Model Serving with Aerospike Feature Store
For an interactive Jupyter notebook experience:
This notebook is the third in the series of notebooks that show how Aerospike can be used as a feature store.
This notebook requires the Aerospike Database and Spark running locally with Aerospike Spark Connector. To create a Docker container that satisfies the requirements and holds a copy of Aerospike notebooks, visit the Aerospike Notebooks Repo.
Introduction
This notebook shows how Aerospike can be used as a Feature Store for Machine Learning applications on Spark using Aerospike Spark Connector. It is Part 3 of the Feature Store series of notebooks, and focuses on Model Serving aspects concerning a Feature Store. The first two notebooks in the series discuss Feature Engineering and Model Training.

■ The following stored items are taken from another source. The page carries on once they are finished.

//! SuperclassResolve pass.
//!
//! Runs in hierarchy-depth order, so the superclass is already complete
//! when a subclass is merged with it. The merged attribute list keeps the
//! superclass order (an overriding attribute takes the superclass slot)
//! followed by attributes only the subclass declares; nullable ordinals
//! are reassigned over the merged list, so inherited attributes keep their
//! superclass positions.

use crate::model::types::SuperclassKind;

use super::attribute::{assign_nullable_ordinals, merge_with_superclass, AttributeKind};
use super::context::{ObjectId, ResolutionContext};
use super::object::RelationshipSource;

pub fn resolve_superclass(ctx: &mut ResolutionContext, id: ObjectId) -> Vec<String> {
    let Some(super_id) = ctx.object(id).superclass else {
        return Vec::new();
    };
    let parent = ctx.object(super_id).clone();
    let object = ctx.object(id);
    let class = object.name.clone();
    let mut errors = Vec::new();

    if object.kind != parent.kind {
        errors.push(format!(
            "{} is {:?} but its superclass {} is {:?}",
            class, object.kind, parent.name, parent.kind
        ));
    }
    if object.superclass_kind != parent.superclass_kind && parent.superclass.is_some() {
        errors.push(format!(
            "{} uses {:?} mapping but its superclass {} uses {:?}",
            class, object.superclass_kind, parent.name, parent.superclass_kind
        ));
    }

    if let (Some(source), Some(own)) = (parent.source_attribute(), object.raw.source_attribute.as_ref()) {
        errors.push(format!(
            "source attribute {} of {} cannot be overridden by {} in {}",
            source.name, parent.name, own.name, class
        ));
    }
    for as_of in &object.as_of_attributes {
        if parent.as_of_attribute(&as_of.name).is_some() {
            errors.push(format!(
                "as of attribute {} in {} is already defined in superclass {}",
                as_of.name, class, parent.name
            ));
        }
    }

    // Attributes the subclass declared, minus anything the superclass owns
    // outright (its source attribute and as-of bounds).
    let own: Vec<_> = object
        .attributes
        .iter()
        .filter(|a| match &a.kind {
            AttributeKind::Source => parent.source_attribute().is_none(),
            AttributeKind::AsOfBound { as_of, .. } => parent.as_of_attribute(as_of).is_none(),
            AttributeKind::Scalar | AttributeKind::Embedded { .. } => true,
        })
        .cloned()
        .collect();

    let mut merged = Vec::with_capacity(parent.attributes.len() + own.len());
    for super_attr in &parent.attributes {
        match own.iter().find(|a| a.name == super_attr.name) {
            Some(_) if super_attr.is_source() => {
                errors.push(format!(
                    "source attribute {} of {} cannot be overridden in {}",
                    super_attr.name, parent.name, class
                ));
                let mut inherited = super_attr.clone();
                inherited.inherited = true;
                merged.push(inherited);
            }
            Some(sub_attr) => {
                let mut attr = sub_attr.clone();
                let raw = object.raw.attributes.iter().find(|r| r.name == attr.name);
                errors.extend(merge_with_superclass(&mut attr, raw, super_attr));
                merged.push(attr);
            }
            None => {
                let mut inherited = super_attr.clone();
                inherited.inherited = true;
                inherited.owning_relationship = None;
                merged.push(inherited);
            }
        }
    }
    for attr in own {
        if parent.attribute(&attr.name).is_none() {
            merged.push(attr);
        }
    }
    assign_nullable_ordinals(&mut merged);

    let mut as_of_attributes: Vec<_> = parent
        .as_of_attributes
        .iter()
        .map(|a| {
            let mut a = a.clone();
            a.inherited = true;
            a
        })
        .collect();
    as_of_attributes.extend(
        object
            .as_of_attributes
            .iter()
            .filter(|a| parent.as_of_attribute(&a.name).is_none())
            .cloned(),
    );

    let mut embedded_values = parent.embedded_values.clone();
    embedded_values.extend(
        object
            .embedded_values
            .iter()
            .filter(|e| !parent.embedded_values.iter().any(|p| p.nested_name == e.nested_name))
            .cloned(),
    );

    let mut relationship_sources: Vec<RelationshipSource> = parent
        .relationship_sources
        .iter()
        .filter(|p| !object.relationship_sources.iter().any(|r| r.raw.name == p.raw.name))
        .map(|p| RelationshipSource {
            raw: p.raw.clone(),
            inherited: true,
        })
        .collect();
    relationship_sources.extend(object.relationship_sources.iter().cloned());

    let inherit_null_init = object.raw.initialize_primitives_to_null.is_none();

    let object = ctx.object_mut(id);
    object.attributes = merged;
    object.as_of_attributes = as_of_attributes;
    object.embedded_values = embedded_values;
    object.relationship_sources = relationship_sources;
    if inherit_null_init {
        object.initialize_primitives_to_null = parent.initialize_primitives_to_null;
    }
    if parent.superclass_kind == SuperclassKind::TableForAllSubclasses {
        object.table = parent.table.clone();
    }
    errors
}

#[cfg(test)]
mod tests {
    use super::*;
    use crate::config::GenerationSettings;
    use crate::model::raw::{RawAsOfAttribute, RawAttribute, RawObject, RawSchema, RawSourceAttribute};
    use crate::model::types::{ObjectKind, SemanticType};
    use crate::semantic::attribute::resolve_attributes;

    fn pk(name: &str, ty: SemanticType) -> RawAttribute {
        let mut a = RawAttribute::new(name, ty);
        a.primary_key = true;
        a
    }

    fn nullable(name: &str, ty: SemanticType) -> RawAttribute {
        let mut a = RawAttribute::new(name, ty);
        a.nullable = Some(true);
        a
    }

    fn prepare(objects: Vec<RawObject>) -> ResolutionContext {
        let mut ctx = ResolutionContext::new(
            RawSchema {
                objects,
                ..Default::default()
            },
            GenerationSettings::default(),
        );
        for id in ctx.processing_order() {
            let resolved = resolve_attributes(&ctx.object(id).raw).unwrap();
            let object = ctx.object_mut(id);
            object.attributes = resolved.attributes;
            object.as_of_attributes = resolved.as_of_attributes;
        }
        ctx
    }

    fn account() -> RawObject {
        RawObject {
            name: "Account".into(),
            attributes: vec![
                pk("id", SemanticType::Long),
                nullable("balance", SemanticType::Double),
                RawAttribute {
                    trim: Some(true),
                    ..RawAttribute::new("owner", SemanticType::String)
                },
            ],
            relationships: vec![crate::model::raw::RawRelationship {
                name: "branch".into(),
                related: "Branch".into(),
                query: "this.branchId = Branch.id".into(),
                ..Default::default()
            }],
            ..Default::default()
        }
    }

    #[test]
    fn test_merge_order_and_inherited_properties() {
        let savings = RawObject {
            name: "Savings".into(),
            superclass: Some("Account".into()),
            attributes: vec![
                nullable("rate", SemanticType::Double),
                RawAttribute::new("owner", SemanticType::String),
            ],
            ..Default::default()
        };
        let mut ctx = prepare(vec![account(), savings]);
        let id = ctx.lookup("Savings").unwrap();
        let errors = resolve_superclass(&mut ctx, id);
        assert!(errors.is_empty(), "{:?}", errors);

        let object = ctx.object(id);
        let names: Vec<&str> = object.attributes.iter().map(|a| a.name.as_str()).collect();
        assert_eq!(names, vec!["id", "balance", "owner", "rate"]);
        assert!(object.attribute("owner").unwrap().trim);
        assert!(object.attribute("balance").unwrap().inherited);
        assert!(!object.attribute("owner").unwrap().inherited);
        assert_eq!(object.attribute("balance").unwrap().nullable_ordinal, Some(0));
        assert_eq!(object.attribute("rate").unwrap().nullable_ordinal, Some(1));
        assert!(object.relationship_sources[0].inherited);
    }

    #[test]
    fn test_type_and_pk_disagreement() {
        let savings = RawObject {
            name: "Savings".into(),
            superclass: Some("Account".into()),
            attributes: vec![RawAttribute::new("id", SemanticType::Int)],
            ..Default::default()
        };
        let mut ctx = prepare(vec![account(), savings]);
        let errors = resolve_superclass(&mut ctx, ObjectId(1));
        assert_eq!(errors.len(), 2);
        assert!(errors[0].starts_with("java type for attribute 'id' does not match"));
        assert_eq!(errors[1], "attribute 'id' is a primaryKey in superclass");
    }

    #[test]
    fn test_source_override_and_kind_mismatch() {
        let mut base = account();
        base.source_attribute = Some(RawSourceAttribute {
            name: "region".into(),
            ty: SemanticType::String,
        });
        let savings = RawObject {
            name: "Savings".into(),
            kind: ObjectKind::ReadOnly,
            superclass: Some("Account".into()),
            source_attribute: Some(RawSourceAttribute {
                name: "zone".into(),
                ty: SemanticType::Int,
            }),
            ..Default::default()
        };
        let mut ctx = prepare(vec![base, savings]);
        let errors = resolve_superclass(&mut ctx, ObjectId(1));
        assert_eq!(errors.len(), 2);
        assert!(errors[0].contains("ReadOnly"));
        assert!(errors[1].contains("cannot be overridden"));
        let object = ctx.object(ObjectId(1));
        assert_eq!(object.source_attribute().unwrap().name, "region");
    }

    #[test]
    fn test_as_of_attributes_are_inherited() {
        let mut base = account();
        base.as_of_attributes.push(RawAsOfAttribute {
            name: "businessDate".into(),
            from_column: "FROM_Z".into(),
            to_column: "THRU_Z".into(),
            ..Default::default()
        });
        let savings = RawObject {
            name: "Savings".into(),
            superclass: Some("Account".into()),
            superclass_kind: SuperclassKind::TableForAllSubclasses,
            ..Default::default()
        };
        base.superclass_kind = SuperclassKind::TableForAllSubclasses;
        let mut ctx = prepare(vec![base, savings]);
        assert!(resolve_superclass(&mut ctx, ObjectId(1)).is_empty());
        let object = ctx.object(ObjectId(1));
        assert!(object.as_of_attribute("businessDate").unwrap().inherited);
        assert!(object.attribute("businessDateTo").is_some());
        assert_eq!(object.table, "ACCOUNT");
    }
}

This notebook is organized as follows:
- Summary of the prior (Data Engineering and Model Training) notebooks
- Load the trained and saved model for making a prediction.
- Use Aerospike API to retrieve precomputed features.
- Implement and test a web service that combines the above elements, that is, accesses features, runs the model and returns the prediction.
Prerequisites
This tutorial assumes familiarity with the following topics:
- Aerospike Notebooks - Readme and Tips
- Hello World
- Feature Store with Aerospike (Part 1)
- Model Training with Aerospike Feature Store (Part 2)
Setup
Set up Aerospike Server. Spark Server, and Spark Connector.
Ensure Database Is Running
This notebook requires that Aerospike database is running.
!asd >& /dev/null
!pgrep -x asd >/dev/null && echo "Aerospike database is running!" || echo "**Aerospike database is not running!**"
Output:
Aerospike database is running!
Initialize Client
Initialize Python Client used to access features stored in the Aerospike feature store.
import aerospike
import sys
# connect to the database
config = {
'hosts': [ ('127.0.0.1', 3000) ]
}
try:
client = aerospike.client(config).connect()
except:
print("failed to connect to the cluster with", config['hosts'])
sys.exit(1)
print('Client initialized and connected to database')
Output:
Client initialized and connected to database
Initialize Spark
We will be using Spark functionality in this notebook.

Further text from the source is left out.